WHAT YOU WILL DO >> Take every line containing "filename" out of the records.

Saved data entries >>

* * * * * * *

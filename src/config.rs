//! Configuration loading from TOML files.

use std::path::Path;
use std::time::Duration;

use serde::Deserialize;
use tracing_subscriber::{fmt, EnvFilter};

use crate::error::{ConfigError, Result};

#[derive(Debug, Default, Deserialize)]
#[serde(default)]
pub struct Config {
    pub store: StoreConfig,
    pub coalescer: CoalescerConfig,
    pub flush: FlushConfig,
    pub liveness: LivenessConfig,
    pub logging: LoggingConfig,
}

#[derive(Debug, Deserialize)]
#[serde(default)]
pub struct StoreConfig {
    /// Path or URL of the SQLite database file.
    pub database_url: String,
    pub pool_size: u32,
}

#[derive(Debug, Deserialize)]
#[serde(default)]
pub struct CoalescerConfig {
    /// Quiet-period window measured from the last mutation for an entity.
    pub debounce_ms: u64,
}

#[derive(Debug, Deserialize)]
#[serde(default)]
pub struct FlushConfig {
    pub retry_initial_ms: u64,
    pub retry_max_ms: u64,
    pub backoff_multiplier: f64,
    /// Upper bound on the shutdown drain; entities still unflushed after
    /// this are logged as lost.
    pub drain_grace_ms: u64,
}

#[derive(Debug, Deserialize)]
#[serde(default)]
pub struct LivenessConfig {
    pub probe_interval_secs: u64,
}

#[derive(Debug, Deserialize)]
#[serde(default)]
pub struct LoggingConfig {
    pub level: String,
    pub format: String,
}

impl Default for StoreConfig {
    fn default() -> Self {
        Self {
            database_url: "graphstash.db".into(),
            pool_size: 5,
        }
    }
}

impl Default for CoalescerConfig {
    fn default() -> Self {
        Self { debounce_ms: 200 }
    }
}

impl Default for FlushConfig {
    fn default() -> Self {
        Self {
            retry_initial_ms: 250,
            retry_max_ms: 15_000,
            backoff_multiplier: 2.0,
            drain_grace_ms: 5_000,
        }
    }
}

impl Default for LivenessConfig {
    fn default() -> Self {
        Self {
            probe_interval_secs: 30,
        }
    }
}

impl Default for LoggingConfig {
    fn default() -> Self {
        Self {
            level: "info".into(),
            format: "pretty".into(),
        }
    }
}

impl Config {
    pub fn load<P: AsRef<Path>>(path: P) -> Result<Self> {
        let content = std::fs::read_to_string(path).map_err(ConfigError::ReadFile)?;
        let config: Config = toml::from_str(&content).map_err(ConfigError::Parse)?;
        config.validate()?;
        Ok(config)
    }

    pub fn validate(&self) -> Result<()> {
        if self.store.database_url.is_empty() {
            return Err(ConfigError::InvalidValue {
                field: "store.database_url",
                reason: "cannot be empty".into(),
            }
            .into());
        }
        if self.store.pool_size == 0 {
            return Err(ConfigError::InvalidValue {
                field: "store.pool_size",
                reason: "must be at least 1".into(),
            }
            .into());
        }
        if self.coalescer.debounce_ms == 0 {
            return Err(ConfigError::InvalidValue {
                field: "coalescer.debounce_ms",
                reason: "must be non-zero".into(),
            }
            .into());
        }
        if self.flush.backoff_multiplier < 1.0 {
            return Err(ConfigError::InvalidValue {
                field: "flush.backoff_multiplier",
                reason: "must be >= 1.0".into(),
            }
            .into());
        }
        if self.flush.retry_initial_ms > self.flush.retry_max_ms {
            return Err(ConfigError::InvalidValue {
                field: "flush.retry_initial_ms",
                reason: format!(
                    "must not exceed retry_max_ms ({})",
                    self.flush.retry_max_ms
                ),
            }
            .into());
        }
        Ok(())
    }

    /// Initialize the tracing subscriber with this logging configuration.
    pub fn init_logging(&self) {
        self.logging.init();
    }

    pub fn debounce(&self) -> Duration {
        Duration::from_millis(self.coalescer.debounce_ms)
    }

    pub fn drain_grace(&self) -> Duration {
        Duration::from_millis(self.flush.drain_grace_ms)
    }

    pub fn probe_interval(&self) -> Duration {
        Duration::from_secs(self.liveness.probe_interval_secs)
    }
}

impl LoggingConfig {
    /// Initialize the tracing subscriber with this logging configuration.
    pub fn init(&self) {
        let filter =
            EnvFilter::try_from_default_env().unwrap_or_else(|_| EnvFilter::new(&self.level));

        match self.format.as_str() {
            "json" => {
                fmt().json().with_env_filter(filter).init();
            }
            _ => {
                fmt().with_env_filter(filter).init();
            }
        }
    }
}
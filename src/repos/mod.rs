//! 数据仓储层
//!
//! 每张表一个 Repo，提供 `*_with_conn` 变体以便在同一连接/事务内复用。

pub mod material_repo;
pub mod question_repo;
pub mod task_repo;

pub use material_repo::{DbMaterialStore, MaterialRepo, MaterialStore};
pub use question_repo::{CreateQuestionParams, Question, QuestionRepo, ReviewStatus, ReviewUpdate};
pub use task_repo::TaskRepo;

* * * * * * *

RESPONSE TO THIS TASK >>
filename src/config.rs
filename src/repos/mod.rs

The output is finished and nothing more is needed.